I wished that companies would just let me tick a box that says "I explicitly don't want 2FA and I accept that my account might get taken over / lost and I will not be able to do anything about it"
Sadly that's not going to fly, since the damage a bad actor can do with your account will generally hurt the service's bottom line.
Consider a game, as an example. A stolen account can be used to play with cheats or to commit credit fraud / chargebacks, and the typical punishment of banning the account is no longer a deterrent. If there's an in-game player market or gifting system, items can even be transferred to otherwise legitimate accounts.
> A stolen account can be used to play with cheats or to commit credit fraud / chargebacks, and the typical punishment of banning the account is no longer a deterrent. If there's an in-game player market or gifting system, items can even be transferred to otherwise legitimate accounts.
How is that hurting the company? It would mostly hurt me as the original account holder. Except for the cheating, but that can just be done with a newly created account as well, so the only thing the fraudster would gain is not having to create an account.

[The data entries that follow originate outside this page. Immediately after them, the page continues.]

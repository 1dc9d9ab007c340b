//! Cabinet record (C7): the top-level container. Owns an ordered sequence
//! of [`Folder`]s and provides the mutating/extracting operations
//! (`add_external_file`, `extract_to_file`, `delete_file`, `move_file`) plus
//! `save`, which streams a complete rewrite through a temporary file and
//! atomically replaces the original.

use std::io::{Read, Seek, SeekFrom, Write};
use std::path::{Path, PathBuf};

use byteorder::{LittleEndian, ReadBytesExt, WriteBytesExt};
use time::PrimitiveDateTime;

use crate::consts;
use crate::ctype::CompressionType;
use crate::error::{CabError, Result};
use crate::file::{self, classify_folder_index, FileEntry, FileSource, FolderIndexKind};
use crate::folder::{self, Folder, ParsedFolderHeader};
use crate::progress::CancelToken;

/// A previous/next cabinet reference preserved from the header: the
/// cabinet's own file name and the disk label it was cut onto.
#[derive(Debug, Clone)]
pub struct CabinetLink {
    pub cabinet_name: String,
    pub disk_name: String,
}

/// A single Microsoft Cabinet archive.
pub struct Cabinet {
    path: PathBuf,
    reader: Option<std::fs::File>,
    set_id: u16,
    cabinet_index: u16,
    header_reserve: Vec<u8>,
    folder_reserve_size: u8,
    data_reserve_size: u8,
    prev_cabinet: Option<CabinetLink>,
    /// Always `None` once a cabinet has been successfully opened: a
    /// present next-cabinet link fails `Open` outright (see
    /// [`CabError::MultiCabinetUnsupported`]).
    next_cabinet: Option<CabinetLink>,
    folders: Vec<Folder>,
    /// Files whose on-disk folder index was one of the spanning sentinels.
    /// Preserved for inspection; never addressable through
    /// add/extract/delete/move, and dropped (not re-emitted) on `Save`,
    /// matching the documented limitation that this core does not produce
    /// spanning output.
    spanning_files: Vec<FileEntry>,
}

fn wrap_truncated<T>(result: Result<T>, context: impl FnOnce() -> String, expected: usize) -> Result<T> {
    match result {
        Err(CabError::Io(e)) if e.kind() == std::io::ErrorKind::UnexpectedEof => {
            Err(CabError::TruncatedStream { context: context(), expected })
        }
        other => other,
    }
}
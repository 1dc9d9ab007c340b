//! Coverage for the batch façade: grouping by cabinet, events, and error
//! wrapping.

use std::fs;
use std::io::Write;

use cabstore::manager::{run_batch, Event, ManagerError, Request};
use cabstore::progress::CancelToken;
use cabstore::CompressionType;

fn write_host_file(dir: &tempfile::TempDir, name: &str, contents: &[u8]) -> std::path::PathBuf {
    let path = dir.path().join(name);
    fs::File::create(&path).unwrap().write_all(contents).unwrap();
    path
}

#[test]
fn batch_creates_two_cabinets_from_one_request_list() {
    let dir = tempfile::tempdir().unwrap();
    let source_a = write_host_file(&dir, "a.txt", b"alpha");
    let source_b = write_host_file(&dir, "b.txt", b"beta");
    let cab_one = dir.path().join("one.cab");
    let cab_two = dir.path().join("two.cab");

    let requests = vec![
        Request::AddFile { cab_path: cab_one.clone(), source_path: source_a, rel_path: "a.txt".to_string() },
        Request::AddFile { cab_path: cab_two.clone(), source_path: source_b, rel_path: "b.txt".to_string() },
    ];

    let mut completed = Vec::new();
    run_batch(requests, CompressionType::None, &CancelToken::new(), |event| {
        if let Event::CabinetCompleted { cab_path } = event {
            completed.push(cab_path);
        }
    })
    .unwrap();

    assert_eq!(completed, vec![cab_one.clone(), cab_two.clone()]);
    assert!(cab_one.exists());
    assert!(cab_two.exists());
}

#[test]
fn batch_extracts_then_deletes_in_one_pass() {
    let dir = tempfile::tempdir().unwrap();
    let source = write_host_file(&dir, "a.txt", b"alpha");
    let cab_path = dir.path().join("one.cab");
    let dest = dir.path().join("out.txt");

    run_batch(
        vec![Request::AddFile { cab_path: cab_path.clone(), source_path: source, rel_path: "a.txt".to_string() }],
        CompressionType::None,
        &CancelToken::new(),
        |_| {},
    )
    .unwrap();

    let requests = vec![
        Request::Extract { cab_path: cab_path.clone(), rel_path: "a.txt".to_string(), dest_path: dest.clone() },
        Request::Delete { cab_path: cab_path.clone(), rel_path: "a.txt".to_string() },
    ];
    let mut processed = Vec::new();
    run_batch(requests, CompressionType::None, &CancelToken::new(), |event| {
        if let Event::FileProcessed { rel_path, processed: ok, .. } = event {
            processed.push((rel_path, ok));
        }
    })
    .unwrap();

    assert_eq!(processed, vec![("a.txt".to_string(), true), ("a.txt".to_string(), true)]);
    assert_eq!(fs::read(&dest).unwrap(), b"alpha");

    let cab = cabstore::Cabinet::open(&cab_path).unwrap();
    assert_eq!(cab.files().count(), 0);
}

#[test]
fn delete_of_missing_file_is_reported_but_not_an_error() {
    let dir = tempfile::tempdir().unwrap();
    let source = write_host_file(&dir, "a.txt", b"alpha");
    let cab_path = dir.path().join("one.cab");

    run_batch(
        vec![Request::AddFile { cab_path: cab_path.clone(), source_path: source, rel_path: "a.txt".to_string() }],
        CompressionType::None,
        &CancelToken::new(),
        |_| {},
    )
    .unwrap();

    let mut processed = None;
    run_batch(
        vec![Request::Delete { cab_path: cab_path.clone(), rel_path: "nope.txt".to_string() }],
        CompressionType::None,
        &CancelToken::new(),
        |event| {
            if let Event::FileProcessed { processed: ok, .. } = event {
                processed = Some(ok);
            }
        },
    )
    .unwrap();
    assert_eq!(processed, Some(false));
}

#[test]
fn a_codec_failure_is_wrapped_with_its_cabinet_path() {
    let dir = tempfile::tempdir().unwrap();
    let cab_path = dir.path().join("bad.cab");
    fs::write(&cab_path, b"ABCD\0\0\0\0\0\0\0\0").unwrap();

    let err = run_batch(
        vec![Request::Delete { cab_path: cab_path.clone(), rel_path: "x.txt".to_string() }],
        CompressionType::None,
        &CancelToken::new(),
        |_| {},
    )
    .unwrap_err();
    match err {
        ManagerError::Failure(failure) => assert_eq!(failure.cab_path, cab_path),
        ManagerError::Cancelled => panic!("expected a codec failure, not a cancellation"),
    }
}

The general public has trouble discerning responsibility among multiple corporate citizens working together. Remember the "iCloud hack" from last decade was not actually a hack at all, just stealing passwords and downloading videos/images from cloud storage. Incidentally, that prompted Apple to turn on 2FA for all accounts.
Password strength requirements are an anti-pattern: they force users to pick passwords from a pre-determined list the algorithm comes up with, rather than passwords they can remember.
Even with the most secure password, it is still useful to have an additional gate to get past before being able to perform any actions on your account, You are in control; you could deny the 2FA for an attacker just by doing nothing, whereas kicking an attacker out after they've logged in with your password is a lot more difficult and requires active action on your part. I remember being paranoid checking the list of recent sessions (and clicking the "end all other sessions" button multiple times a day) in the old Gmail design, and also giving up as keeping an eye on that list 24/7 was futile and a waste of time. With 2FA, I don't have to.
2FA is great when you want it on an account. If it’s being forced on you however, it’s insanely irritating, often for no reason. The user should have the power to decide if that information is worth the extra protection.
To your point, what is an anti pattern is requiring certain special characters or a certain mixture of character sets while ignoring other valid safety approaches such as password length IMO. Regardless, if a user is constantly resetting their password due to forgotten password, that amounts to 2FA because of the emailed reset tokens anyway. Modern users have adequate access to password managers that it should be simple to put them back in control.
Rules like "At least one special character" are silly. But I like estimator (e.g. zxcvbn) based strength requirements. Plus checks against blacklist like hibp.